**** Task data

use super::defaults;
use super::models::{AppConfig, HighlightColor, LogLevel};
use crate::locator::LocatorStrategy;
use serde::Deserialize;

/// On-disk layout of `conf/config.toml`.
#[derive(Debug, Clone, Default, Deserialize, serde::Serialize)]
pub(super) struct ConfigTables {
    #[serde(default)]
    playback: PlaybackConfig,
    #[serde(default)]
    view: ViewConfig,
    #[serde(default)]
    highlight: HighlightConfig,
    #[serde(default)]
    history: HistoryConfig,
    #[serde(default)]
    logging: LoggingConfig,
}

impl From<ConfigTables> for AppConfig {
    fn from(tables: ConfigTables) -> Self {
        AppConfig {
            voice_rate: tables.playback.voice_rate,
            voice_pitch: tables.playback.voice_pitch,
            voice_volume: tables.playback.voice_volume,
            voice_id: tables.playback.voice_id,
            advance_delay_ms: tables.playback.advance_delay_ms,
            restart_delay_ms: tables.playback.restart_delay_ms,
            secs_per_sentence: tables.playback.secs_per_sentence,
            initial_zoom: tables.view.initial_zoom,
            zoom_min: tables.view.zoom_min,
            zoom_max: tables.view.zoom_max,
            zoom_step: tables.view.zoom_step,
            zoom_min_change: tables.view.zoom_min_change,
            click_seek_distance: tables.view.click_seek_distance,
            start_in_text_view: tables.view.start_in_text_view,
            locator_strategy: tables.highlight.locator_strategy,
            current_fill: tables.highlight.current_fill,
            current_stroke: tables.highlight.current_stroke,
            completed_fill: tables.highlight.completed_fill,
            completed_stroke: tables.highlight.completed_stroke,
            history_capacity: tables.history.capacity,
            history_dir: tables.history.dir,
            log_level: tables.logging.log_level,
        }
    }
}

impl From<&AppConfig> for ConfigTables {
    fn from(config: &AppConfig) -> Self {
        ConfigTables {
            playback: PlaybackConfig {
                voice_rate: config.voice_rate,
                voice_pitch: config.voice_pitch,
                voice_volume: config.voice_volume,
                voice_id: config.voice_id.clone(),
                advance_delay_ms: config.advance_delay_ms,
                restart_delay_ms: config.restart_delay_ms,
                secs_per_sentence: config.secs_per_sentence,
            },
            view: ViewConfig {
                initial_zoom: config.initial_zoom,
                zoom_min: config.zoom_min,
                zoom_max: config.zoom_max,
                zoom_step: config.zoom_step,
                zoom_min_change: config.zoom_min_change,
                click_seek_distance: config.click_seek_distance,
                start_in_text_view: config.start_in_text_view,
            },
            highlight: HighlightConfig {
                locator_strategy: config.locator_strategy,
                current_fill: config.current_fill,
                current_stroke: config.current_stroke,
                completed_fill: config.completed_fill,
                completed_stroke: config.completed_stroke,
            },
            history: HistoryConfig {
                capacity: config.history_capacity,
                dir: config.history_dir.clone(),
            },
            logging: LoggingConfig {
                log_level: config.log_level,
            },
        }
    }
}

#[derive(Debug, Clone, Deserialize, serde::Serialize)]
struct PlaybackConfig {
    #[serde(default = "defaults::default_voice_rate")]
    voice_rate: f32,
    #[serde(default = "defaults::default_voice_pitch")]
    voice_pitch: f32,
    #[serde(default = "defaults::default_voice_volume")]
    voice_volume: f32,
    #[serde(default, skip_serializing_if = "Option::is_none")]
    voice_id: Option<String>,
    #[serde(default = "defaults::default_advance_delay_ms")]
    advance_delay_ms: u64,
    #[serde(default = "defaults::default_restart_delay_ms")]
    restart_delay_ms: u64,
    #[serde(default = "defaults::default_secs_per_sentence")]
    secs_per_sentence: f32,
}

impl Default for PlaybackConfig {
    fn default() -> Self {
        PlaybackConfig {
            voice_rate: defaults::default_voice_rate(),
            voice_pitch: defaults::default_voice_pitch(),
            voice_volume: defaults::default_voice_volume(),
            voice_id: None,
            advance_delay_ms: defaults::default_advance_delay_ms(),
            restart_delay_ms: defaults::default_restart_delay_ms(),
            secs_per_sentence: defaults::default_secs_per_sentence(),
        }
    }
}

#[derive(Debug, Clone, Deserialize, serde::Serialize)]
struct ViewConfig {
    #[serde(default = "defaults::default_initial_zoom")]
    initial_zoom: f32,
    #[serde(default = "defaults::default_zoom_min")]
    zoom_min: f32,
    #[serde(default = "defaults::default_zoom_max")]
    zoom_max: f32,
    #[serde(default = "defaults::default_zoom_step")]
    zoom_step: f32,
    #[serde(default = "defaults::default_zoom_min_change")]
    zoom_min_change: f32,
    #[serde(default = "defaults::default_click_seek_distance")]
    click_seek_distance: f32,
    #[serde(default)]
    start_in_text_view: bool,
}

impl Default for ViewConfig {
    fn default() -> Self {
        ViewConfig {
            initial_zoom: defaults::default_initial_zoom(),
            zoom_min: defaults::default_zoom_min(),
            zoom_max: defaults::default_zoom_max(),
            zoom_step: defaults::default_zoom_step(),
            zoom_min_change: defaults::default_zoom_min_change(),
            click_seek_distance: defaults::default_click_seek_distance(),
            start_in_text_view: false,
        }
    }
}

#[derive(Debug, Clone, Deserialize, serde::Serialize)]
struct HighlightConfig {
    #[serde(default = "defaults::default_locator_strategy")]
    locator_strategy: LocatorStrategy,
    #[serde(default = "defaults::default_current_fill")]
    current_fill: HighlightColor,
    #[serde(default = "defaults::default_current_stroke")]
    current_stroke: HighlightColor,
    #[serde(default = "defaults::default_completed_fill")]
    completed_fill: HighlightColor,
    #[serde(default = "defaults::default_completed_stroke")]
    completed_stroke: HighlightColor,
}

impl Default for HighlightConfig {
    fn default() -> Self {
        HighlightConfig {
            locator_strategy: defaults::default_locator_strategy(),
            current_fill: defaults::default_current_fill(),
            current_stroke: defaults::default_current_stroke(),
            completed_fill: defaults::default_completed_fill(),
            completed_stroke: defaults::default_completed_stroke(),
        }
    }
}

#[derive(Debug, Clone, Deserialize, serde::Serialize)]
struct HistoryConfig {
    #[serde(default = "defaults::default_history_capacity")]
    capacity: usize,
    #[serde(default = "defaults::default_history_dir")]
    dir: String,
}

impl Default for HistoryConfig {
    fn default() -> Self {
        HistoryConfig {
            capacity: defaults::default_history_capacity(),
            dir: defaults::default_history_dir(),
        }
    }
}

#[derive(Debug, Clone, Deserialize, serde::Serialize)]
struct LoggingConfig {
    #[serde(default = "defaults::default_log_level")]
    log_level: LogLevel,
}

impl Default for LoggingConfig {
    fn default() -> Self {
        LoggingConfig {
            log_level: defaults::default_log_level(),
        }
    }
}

********
**** Task data

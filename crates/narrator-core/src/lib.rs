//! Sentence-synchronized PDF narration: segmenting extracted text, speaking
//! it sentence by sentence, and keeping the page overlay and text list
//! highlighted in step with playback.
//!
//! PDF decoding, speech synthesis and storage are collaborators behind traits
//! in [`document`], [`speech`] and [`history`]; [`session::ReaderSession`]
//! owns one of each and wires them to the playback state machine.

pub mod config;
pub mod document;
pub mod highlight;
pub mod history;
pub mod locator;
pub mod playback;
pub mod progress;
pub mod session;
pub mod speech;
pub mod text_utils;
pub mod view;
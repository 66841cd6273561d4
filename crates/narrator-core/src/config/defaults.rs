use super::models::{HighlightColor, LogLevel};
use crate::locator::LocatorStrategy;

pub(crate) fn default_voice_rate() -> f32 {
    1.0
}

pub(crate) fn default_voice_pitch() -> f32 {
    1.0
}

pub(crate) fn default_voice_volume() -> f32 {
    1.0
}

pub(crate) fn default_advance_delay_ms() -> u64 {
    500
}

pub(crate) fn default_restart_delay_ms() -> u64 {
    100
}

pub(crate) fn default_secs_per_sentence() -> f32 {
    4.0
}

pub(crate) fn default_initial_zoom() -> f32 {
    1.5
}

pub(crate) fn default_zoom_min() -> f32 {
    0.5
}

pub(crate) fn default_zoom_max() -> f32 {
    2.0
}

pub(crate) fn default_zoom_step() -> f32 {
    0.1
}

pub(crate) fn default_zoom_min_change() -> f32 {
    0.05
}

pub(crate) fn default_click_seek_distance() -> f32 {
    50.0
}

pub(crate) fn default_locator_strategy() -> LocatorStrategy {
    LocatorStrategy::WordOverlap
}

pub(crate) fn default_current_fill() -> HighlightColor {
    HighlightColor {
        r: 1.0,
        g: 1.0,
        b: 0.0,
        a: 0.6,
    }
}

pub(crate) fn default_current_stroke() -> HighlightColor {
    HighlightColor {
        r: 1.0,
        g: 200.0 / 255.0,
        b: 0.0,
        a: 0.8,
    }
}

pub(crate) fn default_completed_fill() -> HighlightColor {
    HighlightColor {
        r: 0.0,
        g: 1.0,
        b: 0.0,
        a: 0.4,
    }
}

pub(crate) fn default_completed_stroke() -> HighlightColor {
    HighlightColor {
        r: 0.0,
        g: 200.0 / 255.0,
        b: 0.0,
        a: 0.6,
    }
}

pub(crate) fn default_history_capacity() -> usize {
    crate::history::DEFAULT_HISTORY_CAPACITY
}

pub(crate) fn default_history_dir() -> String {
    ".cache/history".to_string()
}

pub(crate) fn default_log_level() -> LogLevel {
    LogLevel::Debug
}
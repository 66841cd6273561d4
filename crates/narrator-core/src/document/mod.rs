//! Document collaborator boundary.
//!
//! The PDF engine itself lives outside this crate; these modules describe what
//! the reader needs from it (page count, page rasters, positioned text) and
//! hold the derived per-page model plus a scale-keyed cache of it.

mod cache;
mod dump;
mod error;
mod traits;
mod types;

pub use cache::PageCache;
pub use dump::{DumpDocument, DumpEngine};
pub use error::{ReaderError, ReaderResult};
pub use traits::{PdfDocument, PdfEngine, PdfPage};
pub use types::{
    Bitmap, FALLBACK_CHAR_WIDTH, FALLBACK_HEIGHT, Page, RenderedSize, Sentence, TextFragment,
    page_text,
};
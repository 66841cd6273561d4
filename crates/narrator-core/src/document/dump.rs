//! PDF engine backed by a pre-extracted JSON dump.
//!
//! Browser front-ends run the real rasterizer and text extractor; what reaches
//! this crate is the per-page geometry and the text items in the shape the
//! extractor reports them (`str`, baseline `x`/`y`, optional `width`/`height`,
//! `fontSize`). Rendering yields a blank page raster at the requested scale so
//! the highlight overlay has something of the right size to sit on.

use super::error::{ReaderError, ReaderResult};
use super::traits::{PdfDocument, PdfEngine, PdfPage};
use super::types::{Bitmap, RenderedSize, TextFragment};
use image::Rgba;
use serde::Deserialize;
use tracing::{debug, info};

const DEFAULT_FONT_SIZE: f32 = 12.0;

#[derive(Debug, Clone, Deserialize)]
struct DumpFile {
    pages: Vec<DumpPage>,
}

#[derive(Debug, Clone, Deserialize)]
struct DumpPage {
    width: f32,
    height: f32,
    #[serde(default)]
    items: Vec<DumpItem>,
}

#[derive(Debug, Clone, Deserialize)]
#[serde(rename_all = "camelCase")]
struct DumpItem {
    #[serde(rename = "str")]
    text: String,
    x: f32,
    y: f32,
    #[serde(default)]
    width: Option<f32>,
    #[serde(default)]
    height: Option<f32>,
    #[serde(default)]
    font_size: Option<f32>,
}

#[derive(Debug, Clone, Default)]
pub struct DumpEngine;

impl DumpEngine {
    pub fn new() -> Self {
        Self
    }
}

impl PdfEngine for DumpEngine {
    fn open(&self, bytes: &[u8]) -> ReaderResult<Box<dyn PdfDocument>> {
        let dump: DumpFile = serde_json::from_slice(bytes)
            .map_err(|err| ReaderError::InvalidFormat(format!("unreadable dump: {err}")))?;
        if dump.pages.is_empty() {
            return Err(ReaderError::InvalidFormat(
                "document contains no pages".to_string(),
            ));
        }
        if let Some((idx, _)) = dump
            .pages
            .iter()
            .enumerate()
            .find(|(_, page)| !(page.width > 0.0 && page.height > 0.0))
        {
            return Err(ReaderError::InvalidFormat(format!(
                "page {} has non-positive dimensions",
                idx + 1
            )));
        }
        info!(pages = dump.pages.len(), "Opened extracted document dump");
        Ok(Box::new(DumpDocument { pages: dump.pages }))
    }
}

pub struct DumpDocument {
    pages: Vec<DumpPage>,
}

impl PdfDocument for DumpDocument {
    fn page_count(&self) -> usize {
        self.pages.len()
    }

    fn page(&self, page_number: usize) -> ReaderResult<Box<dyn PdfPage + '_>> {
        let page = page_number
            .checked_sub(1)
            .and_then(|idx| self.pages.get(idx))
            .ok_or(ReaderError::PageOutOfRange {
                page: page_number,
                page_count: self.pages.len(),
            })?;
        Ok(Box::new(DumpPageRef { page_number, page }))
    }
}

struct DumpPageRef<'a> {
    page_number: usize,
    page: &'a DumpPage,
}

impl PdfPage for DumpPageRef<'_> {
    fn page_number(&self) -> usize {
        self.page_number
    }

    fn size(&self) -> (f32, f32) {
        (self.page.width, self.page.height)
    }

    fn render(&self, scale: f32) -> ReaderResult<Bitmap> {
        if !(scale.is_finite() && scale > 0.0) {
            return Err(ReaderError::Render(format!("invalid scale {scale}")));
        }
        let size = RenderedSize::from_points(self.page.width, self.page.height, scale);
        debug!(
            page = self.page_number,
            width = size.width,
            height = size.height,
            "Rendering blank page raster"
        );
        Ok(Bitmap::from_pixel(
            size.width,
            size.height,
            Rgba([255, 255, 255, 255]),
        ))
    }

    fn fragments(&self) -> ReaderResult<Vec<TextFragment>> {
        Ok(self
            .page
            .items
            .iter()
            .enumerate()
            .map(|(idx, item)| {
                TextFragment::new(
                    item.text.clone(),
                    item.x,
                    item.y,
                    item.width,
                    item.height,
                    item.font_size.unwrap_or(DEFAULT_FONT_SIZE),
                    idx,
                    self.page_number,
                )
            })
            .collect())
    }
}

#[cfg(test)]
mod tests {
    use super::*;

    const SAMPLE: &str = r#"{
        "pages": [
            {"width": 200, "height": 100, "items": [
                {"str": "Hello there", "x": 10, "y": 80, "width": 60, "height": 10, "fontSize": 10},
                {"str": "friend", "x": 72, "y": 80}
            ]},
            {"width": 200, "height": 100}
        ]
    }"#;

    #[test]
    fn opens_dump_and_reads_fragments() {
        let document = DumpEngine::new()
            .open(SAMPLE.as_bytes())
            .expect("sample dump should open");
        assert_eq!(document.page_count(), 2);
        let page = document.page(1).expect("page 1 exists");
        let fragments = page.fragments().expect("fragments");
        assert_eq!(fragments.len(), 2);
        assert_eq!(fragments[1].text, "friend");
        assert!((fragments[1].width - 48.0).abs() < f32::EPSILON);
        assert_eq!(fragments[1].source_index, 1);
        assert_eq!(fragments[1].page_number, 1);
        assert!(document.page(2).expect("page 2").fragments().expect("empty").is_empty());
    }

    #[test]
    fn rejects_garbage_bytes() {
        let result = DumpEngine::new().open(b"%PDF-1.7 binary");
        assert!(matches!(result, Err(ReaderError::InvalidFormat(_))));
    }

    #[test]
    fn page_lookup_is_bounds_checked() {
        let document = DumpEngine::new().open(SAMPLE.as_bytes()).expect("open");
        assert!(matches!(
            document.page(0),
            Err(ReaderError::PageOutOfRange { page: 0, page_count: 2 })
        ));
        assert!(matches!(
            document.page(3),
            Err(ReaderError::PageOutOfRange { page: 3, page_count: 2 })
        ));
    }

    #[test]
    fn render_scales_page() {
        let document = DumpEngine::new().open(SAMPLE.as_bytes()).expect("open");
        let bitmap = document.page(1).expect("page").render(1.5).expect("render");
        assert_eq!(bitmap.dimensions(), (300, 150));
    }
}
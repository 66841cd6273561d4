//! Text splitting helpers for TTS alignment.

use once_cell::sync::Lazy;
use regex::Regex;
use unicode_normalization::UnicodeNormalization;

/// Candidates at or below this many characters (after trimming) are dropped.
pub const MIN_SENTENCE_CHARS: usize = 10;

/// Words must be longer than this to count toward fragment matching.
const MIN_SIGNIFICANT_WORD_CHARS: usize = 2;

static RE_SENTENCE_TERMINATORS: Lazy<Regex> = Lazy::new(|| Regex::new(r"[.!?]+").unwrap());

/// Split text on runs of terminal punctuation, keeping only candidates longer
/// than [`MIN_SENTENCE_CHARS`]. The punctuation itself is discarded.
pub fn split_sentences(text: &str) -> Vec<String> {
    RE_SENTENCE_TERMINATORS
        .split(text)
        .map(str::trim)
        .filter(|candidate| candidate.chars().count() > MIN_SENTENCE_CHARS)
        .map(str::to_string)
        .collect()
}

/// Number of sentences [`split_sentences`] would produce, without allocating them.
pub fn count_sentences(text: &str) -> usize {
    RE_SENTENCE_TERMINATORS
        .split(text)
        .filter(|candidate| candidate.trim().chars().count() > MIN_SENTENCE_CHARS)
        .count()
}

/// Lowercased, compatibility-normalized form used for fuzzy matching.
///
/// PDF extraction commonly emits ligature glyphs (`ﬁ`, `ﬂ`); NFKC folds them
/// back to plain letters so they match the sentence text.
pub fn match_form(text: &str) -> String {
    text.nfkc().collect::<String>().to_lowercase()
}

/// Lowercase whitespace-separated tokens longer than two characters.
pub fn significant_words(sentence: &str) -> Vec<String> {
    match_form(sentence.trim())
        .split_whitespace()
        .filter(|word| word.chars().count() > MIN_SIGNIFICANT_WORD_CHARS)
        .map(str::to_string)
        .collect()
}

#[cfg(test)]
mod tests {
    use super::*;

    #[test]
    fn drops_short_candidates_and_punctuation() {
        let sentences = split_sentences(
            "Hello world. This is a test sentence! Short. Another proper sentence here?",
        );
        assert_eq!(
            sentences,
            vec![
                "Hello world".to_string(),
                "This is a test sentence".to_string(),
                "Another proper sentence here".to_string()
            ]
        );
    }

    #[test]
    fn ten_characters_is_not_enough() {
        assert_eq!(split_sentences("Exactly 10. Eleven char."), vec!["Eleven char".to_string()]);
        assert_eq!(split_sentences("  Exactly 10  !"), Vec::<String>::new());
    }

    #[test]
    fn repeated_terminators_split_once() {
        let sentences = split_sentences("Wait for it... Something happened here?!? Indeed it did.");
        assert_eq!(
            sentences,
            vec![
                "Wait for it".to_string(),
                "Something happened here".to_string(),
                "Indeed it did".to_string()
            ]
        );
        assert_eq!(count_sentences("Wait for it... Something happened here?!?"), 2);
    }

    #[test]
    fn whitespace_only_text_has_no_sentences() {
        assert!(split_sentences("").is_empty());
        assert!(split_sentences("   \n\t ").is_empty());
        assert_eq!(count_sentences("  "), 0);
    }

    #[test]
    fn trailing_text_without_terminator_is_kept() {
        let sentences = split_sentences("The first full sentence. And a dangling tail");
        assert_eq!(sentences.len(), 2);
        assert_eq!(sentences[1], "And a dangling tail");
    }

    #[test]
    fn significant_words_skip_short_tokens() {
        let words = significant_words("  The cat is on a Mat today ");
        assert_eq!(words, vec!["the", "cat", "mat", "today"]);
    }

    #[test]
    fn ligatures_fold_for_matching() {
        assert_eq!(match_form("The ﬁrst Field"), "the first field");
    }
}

********

| What you have to do |
In the material above, how many lines contain "PlaybackConfig"? Reply with only the number.

| Answer to this task |
5